Было замечено, что во всех этих сообщениях присутствуют две характерные черты. Во-первых, все они содержат ссылки, ведущие на взломанные серверы. Во-вторых, файловое название каждой ссылки состоит из английского слова и двух цифр в конце. Как выяснилось, ссылки ведут на сайты онлайн-аптек и магазины поддельных часов. Вот один из скриншотов каталога на одном из таких сайтов:

Что же тут особенного? -спросите Вы. Ответ прост: около половины этих ссылок вели на серверы, зараженные gumblar.x.

Первая выделенная красным ссылка ведет на сайт онлайн-аптеки, вторая – на сервер, зараженный gumblar.x. Таким образом, ни о чем не подозревающий пользователь, пролистывающий каталог онлайн-аптеки, станет жертвой типичной gumblar-атаки, как только нажмет на вторую ссылку. Недавний всплеск таких гибридных (совмещенных) атак может означать то, что киберпреступники, до этого медленно, но верно растившие всемирную ботнет-сеть gumblar и всячески старавшиеся остаться незамеченными, теперь решили ее монетизировать. Первые тестовые запуски веб-страниц, содержащих ссылки как на онлайн-аптеки, так и на серверы, зараженные gumblar, специалисты Лаборатории Касперского отследили еще в апреле 2010 — тогда они заметили рассылку небольшого количества сообщений такого рода с темами типа "Twitter 61-213" или подобными. Дальнейшее изучение вовлеченных в атаки серверов показало, что в их корневые каталоги часто был встроен дополнительный вредоносный код. Чаще всего встречался код gumblar.x, реже pegel.* и другой обфусцированный код, содержащий iframe’ы или другие инструменты перенаправления. Кроме того, практически ВСЕ эти домены содержали в конце файла ссылку на hxxp://nuttypiano.com/*.js.

На таких серверах обращается более 300 различных .js-файлов — их содержимое обфусцировано и аналогично содержанию известных pegel-угроз. Чтобы усложнить работу вирусного аналитика, определенный вредоносный код посылается на конкретный IP-адрес лишь единожды. Тем не менее, нам удалось скачать несколько образцов с одних и тех же адресов и установить структуры полиморфного вида.

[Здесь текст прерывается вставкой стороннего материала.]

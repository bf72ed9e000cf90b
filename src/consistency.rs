use crate::dna::normalize;
use crate::extension::{align_to_window, edit_budget};
use log::debug;

#[derive(Debug, Clone)]
pub struct ConsistencyParams {
    /// Edits allowed per query base for a query to count as aligned
    pub max_edit_rate: f64,
    /// Largest allowed spread between query start offsets
    pub start_tolerance: usize,
}

impl Default for ConsistencyParams {
    fn default() -> Self {
        Self {
            max_edit_rate: 0.1,
            start_tolerance: 2,
        }
    }
}

/// Check that every query aligns to `ref_string` at the same start offset.
///
/// A query that does not align within the edit budget, or whose best
/// placement in `ref_string` is ambiguous, makes the whole set inconsistent.
/// An empty query set is trivially consistent.
pub fn check_alignments_are_consistent(
    ref_string: &[u8],
    queries: &[Vec<u8>],
    params: &ConsistencyParams,
) -> bool {
    let target = normalize(ref_string);
    let mut min_start = usize::MAX;
    let mut max_start = 0;

    for (i, query) in queries.iter().enumerate() {
        let query = normalize(query);
        let Some(hit) = align_to_window(&query, &target, params.start_tolerance) else {
            debug!("Query {i} does not align to the reference window");
            return false;
        };
        if hit.edits > edit_budget(query.len(), params.max_edit_rate) {
            debug!("Query {} needs {} edits to align", i, hit.edits);
            return false;
        }
        if hit.ambiguous {
            debug!("Query {i} has more than one best placement");
            return false;
        }
        min_start = min_start.min(hit.start);
        max_start = max_start.max(hit.start);
    }

    queries.is_empty() || max_start - min_start <= params.start_tolerance
}

#[cfg(test)]
mod tests {
    use super::*;
    use crate::dna::random_sequence;

    #[test]
    fn test_haplotypes_at_same_offset_are_consistent() {
        let reference = random_sequence(200, 5);
        let mut variant = reference[40..140].to_vec();
        variant[50] = if variant[50] == b'G' { b'T' } else { b'G' };
        let queries = vec![reference[40..140].to_vec(), variant];

        let params = ConsistencyParams::default();
        assert!(check_alignments_are_consistent(&reference, &queries, &params));

        let reversed: Vec<Vec<u8>> = queries.iter().rev().cloned().collect();
        assert!(check_alignments_are_consistent(&reference, &reversed, &params));
    }

    #[test]
    fn test_shifted_query_is_inconsistent() {
        let reference = random_sequence(200, 6);
        let queries = vec![reference[10..60].to_vec(), reference[100..150].to_vec()];
        let params = ConsistencyParams::default();
        assert!(!check_alignments_are_consistent(&reference, &queries, &params));

        let reversed: Vec<Vec<u8>> = queries.iter().rev().cloned().collect();
        assert!(!check_alignments_are_consistent(&reference, &reversed, &params));
    }

    #[test]
    fn test_unaligned_or_repeated_query_fails() {
        let reference = random_sequence(120, 8);
        let foreign = vec![reference[0..40].to_vec(), random_sequence(40, 1234)];
        assert!(!check_alignments_are_consistent(&reference, &foreign, &ConsistencyParams::default()));

        let unit = random_sequence(30, 77);
        let mut repeated = unit.clone();
        repeated.extend(random_sequence(20, 78));
        repeated.extend(&unit);
        assert!(!check_alignments_are_consistent(&repeated, &[unit], &ConsistencyParams::default()));

        assert!(!check_alignments_are_consistent(&reference, &[Vec::new()], &ConsistencyParams::default()));
        assert!(check_alignments_are_consistent(&reference, &[], &ConsistencyParams::default()));
    }
}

Эти образцы ведут на другие, :8080-адреса, которые в свою очередь стремятся загрузить на компьютер-жертву другие вредоносные программы. Вот краткий список вредоносных сайтов, отсортированный по странам: первым номером идет США, далее Франция, Германия, Турция и Япония. Веб-мастерам зараженных сайтов следует подумать о смене взломанных учетных данных ftp, после чего рекомендуем почистить машины, через которые произошел взлом, и изучить журналы серверов для получения более подробной информации.